Figure 3.

Lirilumab and Avelumab Co-Engagement Disinhibits NF-κB. (A) IL-2-primed NK cells were mixed with autologous target cells and stimulated with lirilumab (aKIR) and/or avelumab (aPD-L1) by receptor crosslinking for 4 h. Whole cell lysates were immunoblotted for phospho-S536 p65, phospho-S276 p65, total p65, phospho-S176/180 IKKα/β, total IKKα/β, phospho-IκBα, total IκBα, and β-actin. (B, C) IL-2-primed NK cells were mixed with autologous target cells and stimulated with plate-immobilized aKIR and/or aPD-L1 for 1 h.
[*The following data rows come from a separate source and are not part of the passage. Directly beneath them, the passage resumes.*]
use std::sync::Arc;
use std::time::Duration;

use anyhow::Result;
use chrono::Utc;
use rust_decimal::Decimal;
use tempfile::tempdir;
use tokio::time::timeout;

use stride_core::{ActivityEvent, Provider};
use stride_identity::IdentityResolver;
use stride_ledger::DistanceLedger;
use stride_pipeline::{Coordinator, Event, EventBus, Outcome, PipelineMetrics};
use stride_validate::{MovementValidator, RejectReason, ValidatorConfig};

fn movement(external_id: &str, provider: Provider, meters: i64, seconds: i64) -> ActivityEvent {
    ActivityEvent {
        external_id: external_id.into(),
        provider,
        activity: "running".into(),
        distance_meters: Decimal::from(meters),
        duration_seconds: seconds,
        event_id: None,
        received_at: Utc::now(),
    }
}

fn coordinator_over(ledger: Arc<DistanceLedger>) -> Arc<Coordinator> {
    let resolver = Arc::new(IdentityResolver::with_seed(ledger.clone(), 7));
    Arc::new(Coordinator::new(
        ledger,
        resolver,
        MovementValidator::new(ValidatorConfig::default()),
        Arc::new(EventBus::default()),
        Arc::new(PipelineMetrics::new()),
        10,
    ))
}

#[tokio::test(flavor = "multi_thread")]
async fn hundred_concurrent_events_sum_exactly() -> Result<()> {
    let ledger = Arc::new(DistanceLedger::open_in_memory()?);
    let coordinator = coordinator_over(ledger.clone());

    let handles: Vec<_> = (0..100)
        .map(|_| {
            let coordinator = coordinator.clone();
            tokio::spawn(async move {
                coordinator
                    .ingest(movement("runner-1", Provider::Strava, 10, 20))
                    .await
            })
        })
        .collect();
    for handle in handles {
        let outcome = handle.await??;
        assert!(matches!(outcome, Outcome::Accepted { .. }));
    }

    assert_eq!(ledger.sum_total_meters()?, Decimal::from(1000));
    let snapshot = coordinator.snapshot();
    assert_eq!(snapshot.global_total_km, "1.00");
    assert_eq!(snapshot.players.len(), 1);
    assert_eq!(snapshot.players[0].distance_km, "1.00");
    Ok(())
}

#[tokio::test(flavor = "multi_thread")]
async fn source_mismatch_leaves_totals_untouched() -> Result<()> {
    let ledger = Arc::new(DistanceLedger::open_in_memory()?);
    let coordinator = coordinator_over(ledger.clone());

    let first = coordinator
        .ingest(movement("hiker-9", Provider::Garmin, 1200, 900))
        .await?;
    assert!(matches!(first, Outcome::Accepted { .. }));

    let second = coordinator
        .ingest(movement("hiker-9", Provider::Strava, 5000, 1800))
        .await?;
    assert_eq!(second, Outcome::IgnoredSourceMismatch);

    assert_eq!(ledger.sum_total_meters()?, Decimal::from(1200));
    assert_eq!(coordinator.global_total(), Decimal::from(1200));
    Ok(())
}

#[tokio::test(flavor = "multi_thread")]
async fn rejected_claim_stores_nothing() -> Result<()> {
    let ledger = Arc::new(DistanceLedger::open_in_memory()?);
    let coordinator = coordinator_over(ledger.clone());

    let outcome = coordinator
        .ingest(movement("stroller-3", Provider::Wahoo, 5, 60))
        .await?;
    assert_eq!(
        outcome,
        Outcome::Rejected {
            reason: RejectReason::MovementBelowThreshold
        }
    );

    // The participant registers on first contact even when the claim fails.
    assert_eq!(ledger.participant_count()?, 1);
    assert_eq!(ledger.sum_total_meters()?, Decimal::ZERO);
    assert!(coordinator.snapshot().players.is_empty());
    Ok(())
}

#[tokio::test(flavor = "multi_thread")]
async fn every_accepted_event_pushes_a_snapshot() -> Result<()> {
    let ledger = Arc::new(DistanceLedger::open_in_memory()?);
    let coordinator = coordinator_over(ledger);
    let mut events = coordinator.subscribe();

    coordinator
        .ingest(movement("runner-1", Provider::Apple, 2500, 900))
        .await?;
    let pushed = timeout(Duration::from_secs(1), events.recv()).await??;
    match pushed {
        Event::Leaderboard(update) => {
            assert_eq!(update.snapshot.global_total_km, "2.50");
            assert_eq!(update.snapshot.players.len(), 1);
        }
        other => panic!("expected leaderboard push, got {other:?}"),
    }

    // A rejected claim must not produce a push.
    coordinator
        .ingest(movement("runner-1", Provider::Apple, 2, 60))
        .await?;
    assert!(
        timeout(Duration::from_millis(200), events.recv())
            .await
            .is_err()
    );
    Ok(())
}

#[tokio::test(flavor = "multi_thread")]
async fn snapshots_publish_in_board_order() -> Result<()> {
    let ledger = Arc::new(DistanceLedger::open_in_memory()?);
    let coordinator = coordinator_over(ledger);
    let mut events = coordinator.subscribe();

    let handles: Vec<_> = (0..16)
        .map(|i| {
            let coordinator = coordinator.clone();
            tokio::spawn(async move {
                coordinator
                    .ingest(movement(&format!("pacer-{}", i % 4), Provider::Garmin, 100, 50))
                    .await
            })
        })
        .collect();
    for handle in handles {
        let outcome = handle.await??;
        assert!(matches!(outcome, Outcome::Accepted { .. }));
    }

    // Commits across participants run in parallel, yet every push must carry
    // a global total no older than the one before it.
    let mut last = Decimal::ZERO;
    for _ in 0..16 {
        let pushed = timeout(Duration::from_secs(1), events.recv()).await??;
        let km: Decimal = pushed.snapshot().global_total_km.parse()?;
        assert!(km >= last, "push regressed from {last} km to {km} km");
        last = km;
    }
    assert_eq!(last, Decimal::new(160, 2));
    Ok(())
}

#[tokio::test(flavor = "multi_thread")]
async fn reset_zeroes_ledger_and_broadcasts() -> Result<()> {
    let ledger = Arc::new(DistanceLedger::open_in_memory()?);
    let coordinator = coordinator_over(ledger.clone());

    coordinator
        .ingest(movement("cyclist-4", Provider::Garmin, 8000, 1800))
        .await?;
    let mut events = coordinator.subscribe();

    coordinator.reset().await?;
    let pushed = timeout(Duration::from_secs(1), events.recv()).await??;
    match pushed {
        Event::Reset(update) => {
            assert_eq!(update.snapshot.global_total_km, "0.00");
            assert!(update.snapshot.players.is_empty());
        }
        other => panic!("expected reset broadcast, got {other:?}"),
    }

    assert_eq!(ledger.sum_total_meters()?, Decimal::ZERO);
    assert_eq!(ledger.participant_count()?, 1);
    assert!(coordinator.snapshot().players.is_empty());

    // Fresh distance after a reset accumulates from zero.
    let outcome = coordinator
        .ingest(movement("cyclist-4", Provider::Garmin, 500, 300))
        .await?;
    assert_eq!(
        outcome,
        Outcome::Accepted {
            new_total: Decimal::from(500)
        }
    );
    Ok(())
}

#[tokio::test(flavor = "multi_thread")]
async fn reset_amid_live_traffic_keeps_view_and_ledger_agreeing() -> Result<()> {
    for _ in 0..3 {
        let ledger = Arc::new(DistanceLedger::open_in_memory()?);
        let coordinator = coordinator_over(ledger.clone());

        let handles: Vec<_> = (0..8)
            .map(|i| {
                let coordinator = coordinator.clone();
                tokio::spawn(async move {
                    coordinator
                        .ingest(movement(&format!("racer-{}", i % 4), Provider::Strava, 100, 50))
                        .await
                })
            })
            .collect();
        coordinator.reset().await?;
        for handle in handles {
            handle.await??;
        }

        // Whatever interleaving the scheduler picked, the live view and the
        // durable ledger agree once every commit has landed.
        assert_eq!(coordinator.global_total(), ledger.sum_total_meters()?);
    }
    Ok(())
}

#[tokio::test(flavor = "multi_thread")]
async fn rebuild_restores_view_from_ledger() -> Result<()> {
    let dir = tempdir()?;
    let path = dir.path().join("stride.db");

    let before = {
        let ledger = Arc::new(DistanceLedger::open(&path)?);
        let coordinator = coordinator_over(ledger);
        coordinator
            .ingest(movement("runner-1", Provider::Strava, 4200, 1500))
            .await?;
        coordinator
            .ingest(movement("walker-2", Provider::Apple, 1800, 2400))
            .await?;
        coordinator.snapshot()
    };

    let ledger = Arc::new(DistanceLedger::open(&path)?);
    let coordinator = coordinator_over(ledger);
    assert!(coordinator.snapshot().players.is_empty());

    let (tracked, global) = coordinator.rebuild().await?;
    assert_eq!(tracked, 2);
    assert_eq!(global, Decimal::from(6000));
    assert_eq!(coordinator.snapshot(), before);
    Ok(())
}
Cytoplasmic and nuclear extracts were immunoblotted with anti-p65 antibody. The ratios of normalized nuclear p65:normalized cytoplasmic p65 are reported. (D) Nuclear extracts collected as in (B) were added to a 96-well plate immobilized with the consensus NF-kB-binding sequence. p65 bound to the oligonucleotide was measured by colorimetric assay. (E, F) IL-2-primed NK cells transduced with a κB-GFP reporter construct were mixed with autologous target cells and stimulated with plate-immobilized aKIR and/or aPD-L1 for 6 h. GFP expression in NK-κB-GFP cells was analyzed by flow cytometry. *P < 0.05, **P < 0.01 [one-way ANOVA]. n=3 biological replicates×3 technical replicates.